As much as they study political science, listen to podcasts about it, talk with professors and friends about it, write about it, at times seemingly live and breathe it, there’s no other way for this trio to describe the state of political discussions today.
What they add though after a short pause is that their coursework and involvement in the Undergraduate Political Review (UPR) has taught them to see both sides of issues, maybe even land on the middle ground when right debates left, and red and blue have at it.
“There are smarter and more capable people than us analyzing these issues,” Alessandro Portolano ’25 (CLAS) says, “and engaging with their work helps us gain some appreciation, some humility if you will. That’s unique and probably needed in today’s world.”
Portolano, a graduating senior who’s one of UPR’s seven associate editors, says he joined the review in fall 2023 when he was looking for a way to explore topics outside his history major, things he finds personally interesting like international relations, climate and conflict, and digital authoritarianism.

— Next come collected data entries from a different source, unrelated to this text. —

//! # Request Handlers
//!
//! Axum request handlers for the CHIP routes: result pages, the payment
//! callback webhook and checkout creation.

use crate::state::AppState;
use axum::{
    body::Bytes,
    extract::{Query, State},
    http::{HeaderMap, StatusCode},
    response::{Html, IntoResponse, Redirect},
    Json,
};
use chipin_client::SIGNATURE_HEADER;
use chipin_core::{CallbackPayload, ChipError, PurchaseRequest};
use serde::{Deserialize, Serialize};
use std::collections::HashMap;
use tracing::{error, info, instrument, warn};

// =============================================================================
// Request/Response Types
// =============================================================================

/// Error response
#[derive(Debug, Serialize)]
pub struct ErrorResponse {
    pub error: String,
    pub code: u16,
    #[serde(skip_serializing_if = "Option::is_none")]
    pub details: Option<String>,
}

impl ErrorResponse {
    pub fn new(error: impl Into<String>, code: u16) -> Self {
        Self {
            error: error.into(),
            code,
            details: None,
        }
    }

    pub fn with_details(mut self, details: impl Into<String>) -> Self {
        self.details = Some(details.into());
        self
    }
}

/// Checkout request accepted from the storefront.
///
/// Only customer-facing fields are taken from the browser. Brand ID, callback
/// URL, redirects and flags always come from server configuration; any other
/// field in the body is ignored.
#[derive(Debug, Deserialize)]
pub struct CheckoutRequest {
    pub email: String,
    #[serde(default)]
    pub reference: Option<String>,
    #[serde(default)]
    pub currency: Option<String>,
    pub products: Vec<CheckoutProduct>,
}

/// Product line, price in the currency's minor unit
#[derive(Debug, Deserialize)]
pub struct CheckoutProduct {
    pub name: String,
    pub price: i64,
}

impl CheckoutRequest {
    fn validate(&self) -> Result<(), ChipError> {
        if self.email.trim().is_empty() {
            return Err(ChipError::InvalidRequest("email is required".to_string()));
        }
        if self.products.is_empty() {
            return Err(ChipError::InvalidRequest(
                "at least one product is required".to_string(),
            ));
        }
        if let Some(product) = self.products.iter().find(|p| p.price <= 0) {
            return Err(ChipError::InvalidRequest(format!(
                "price must be positive for product {}",
                product.name
            )));
        }
        Ok(())
    }

    /// Purchase body without any server-controlled field; `Purchase::create`
    /// fills those from configuration.
    fn into_purchase_request(self) -> PurchaseRequest {
        let mut request = PurchaseRequest::new().with_client_email(self.email);
        if let Some(currency) = self.currency {
            request = request.with_currency(currency);
        }
        if let Some(reference) = self.reference {
            request = request.with_reference(reference);
        }
        self.products
            .into_iter()
            .fold(request, |request, p| request.with_product(p.name, p.price))
    }
}

/// Acknowledgement returned to CHIP for a processed callback
#[derive(Debug, Serialize)]
pub struct CallbackAck {
    pub message: &'static str,
    pub data: CallbackPayload,
}

type ErrorReply = (StatusCode, Json<ErrorResponse>);

fn chip_error_to_response(err: ChipError) -> ErrorReply {
    let code = err.status_code();
    let mut response = ErrorResponse::new(err.to_string(), code);
    if let Some(payload) = err.as_api_error().and_then(|api| api.payload()) {
        response = response.with_details(payload.to_string());
    }
    (
        StatusCode::from_u16(code).unwrap_or(StatusCode::INTERNAL_SERVER_ERROR),
        Json(response),
    )
}

// =============================================================================
// Handlers
// =============================================================================

/// Health check endpoint
pub async fn health(State(state): State<AppState>) -> impl IntoResponse {
    Json(serde_json::json!({
        "status": "healthy",
        "service": "chipin-gateway",
        "version": env!("CARGO_PKG_VERSION"),
        "mode": state.gateway_mode().as_str(),
        "webhook_verification": state.callbacks.verifier().is_enforced(),
    }))
}

/// Create a purchase and redirect the customer to the CHIP checkout page
#[instrument(skip(state, request))]
pub async fn create_checkout(
    State(state): State<AppState>,
    Json(request): Json<CheckoutRequest>,
) -> Result<Redirect, ErrorReply> {
    request.validate().map_err(chip_error_to_response)?;

    let checkout_url = state
        .purchase
        .create_and_redirect(request.into_purchase_request())
        .await
        .map_err(|e| {
            error!("Failed to create CHIP purchase: {}", e.detailed_message());
            chip_error_to_response(e)
        })?;

    info!("Redirecting customer to CHIP checkout: {}", checkout_url);
    Ok(Redirect::to(&checkout_url))
}

/// Handle the CHIP payment callback
#[instrument(skip(state, headers, body))]
pub async fn callback(
    State(state): State<AppState>,
    headers: HeaderMap,
    body: Bytes,
) -> Result<Json<CallbackAck>, ErrorReply> {
    let signature = headers
        .get(SIGNATURE_HEADER)
        .and_then(|v| v.to_str().ok());

    match state.callbacks.process(signature, &body).await {
        Ok(data) => Ok(Json(CallbackAck {
            message: "Callback processed successfully",
            data,
        })),
        Err(ChipError::WebhookUnauthorized(reason)) => {
            warn!("Rejected CHIP callback: {}", reason);
            Err((
                StatusCode::UNAUTHORIZED,
                Json(ErrorResponse::new("Unauthorized", 401)),
            ))
        }
        Err(e) => {
            error!("Error processing CHIP callback: {}", e.detailed_message());
            Err((
                StatusCode::INTERNAL_SERVER_ERROR,
                Json(ErrorResponse::new("Callback processing failed", 500)),
            ))
        }
    }
}

/// Payment success page
pub async fn success(Query(params): Query<HashMap<String, String>>) -> impl IntoResponse {
    let reference = params
        .get("reference")
        .or_else(|| params.get("id"))
        .map(|s| html_escape(s))
        .unwrap_or_else(|| "unknown".to_string());

    Html(format!(r#"
<!DOCTYPE html>
<html>
<head><title>Payment Successful</title></head>
<body style="font-family: system-ui; display: flex; justify-content: center; align-items: center; height: 100vh; margin: 0; background: linear-gradient(135deg, #1a1a2e 0%, #16213e 100%);">
    <div style="background: white; padding: 60px; border-radius: 16px; text-align: center;">
        <div style="font-size: 60px;">✅</div>
        <h1>Payment Successful!</h1>
        <p>Reference: <code>{}</code></p>
        <p style="color: #666;">Your payment was processed successfully.</p>
    </div>
</body>
</html>
"#, reference))
}

/// Payment failed page
pub async fn failed() -> impl IntoResponse {
    Html(r#"
<!DOCTYPE html>
<html>
<head><title>Payment Failed</title></head>
<body style="font-family: system-ui; display: flex; justify-content: center; align-items: center; height: 100vh; margin: 0; background: linear-gradient(135deg, #1a1a2e 0%, #16213e 100%);">
    <div style="background: white; padding: 60px; border-radius: 16px; text-align: center;">
        <div style="font-size: 60px;">❌</div>
        <h1>Payment Failed</h1>
        <p style="color: #666;">The payment was not completed. No charges were made.</p>
    </div>
</body>
</html>
"#)
}

fn html_escape(input: &str) -> String {
    input
        .replace('&', "&amp;")
        .replace('<', "&lt;")
        .replace('>', "&gt;")
        .replace('"', "&quot;")
        .replace('\'', "&#39;")
}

“My interest in politics and history has always been there,” he says, attributing that to his father. “Bedtime stories as a kid were about the Roman empire. Julius Caesar was as familiar to me as Little Red Riding Hood.”

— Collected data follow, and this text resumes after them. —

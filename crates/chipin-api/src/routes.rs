//! # Routes
//!
//! Axum router configuration for the CHIP integration.

use crate::handlers;
use crate::state::AppState;
use axum::{
    routing::{get, post},
    Router,
};
use tower::ServiceBuilder;
use tower_http::trace::TraceLayer;

/// Create the main application router
///
/// Routes (prefix from `AppConfig::route_prefix`, default `/chipin`):
///   - GET  /health - Health check
///   - GET  {prefix}/success - Payment success page
///   - GET  {prefix}/failed - Payment failed page
///   - POST {prefix}/callback - CHIP payment callback
///   - POST {prefix}/checkout - Create purchase, redirect to CHIP
pub fn create_router(state: AppState) -> Router {
    // Same-origin only: checkout spends the merchant's API key
    let chip_routes = Router::new()
        .route("/success", get(handlers::success))
        .route("/failed", get(handlers::failed))
        .route("/callback", post(handlers::callback))
        .route("/checkout", post(handlers::create_checkout));

    let router = Router::new()
        .route("/health", get(handlers::health))
        .route("/", get(handlers::health));

    let prefix = state.config.route_prefix.clone();
    let router = if prefix.is_empty() {
        router.merge(chip_routes)
    } else {
        router.nest(&prefix, chip_routes)
    };

    router
        .layer(ServiceBuilder::new().layer(TraceLayer::new_for_http()))
        .with_state(state)
}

So, the hours he spends each week researching and writing his own UPR stories in addition to editing pieces by other authors aren’t particularly arduous.
Their eventual publication is just “an output of what you’re already engaging with and what you’re doing already,” he says. “You read the news. You think about these things. It’s just a way to formally express it.”
UPR employs the talents of between 10 and 15 student writers and a handful of student editors twice a year to put out an edition each semester, explains Makenzie Cossette ’25 (CLAS), the editor-in-chief who’s graduating a year early in May with a degree in political science and an individualized major in law and society.
Oksan Bayulgen and Evan Perkoski, both political science professors, serve as advisors, and their help – along with the rest of the department – is invaluable, she adds.
Founded in 2015, the review is celebrating its 10th anniversary with its 20th issue, which was released online this week; print copies will be available by the end of the semester.
“It’s a great opportunity to engage in academics outside of your classes, especially for people who aren’t political science majors but are still interested in politics,” Cossette says. “People think this is just a political science organization because it’s run through the department, but we are open to anyone in any major or field, as long as they’re an undergraduate student.”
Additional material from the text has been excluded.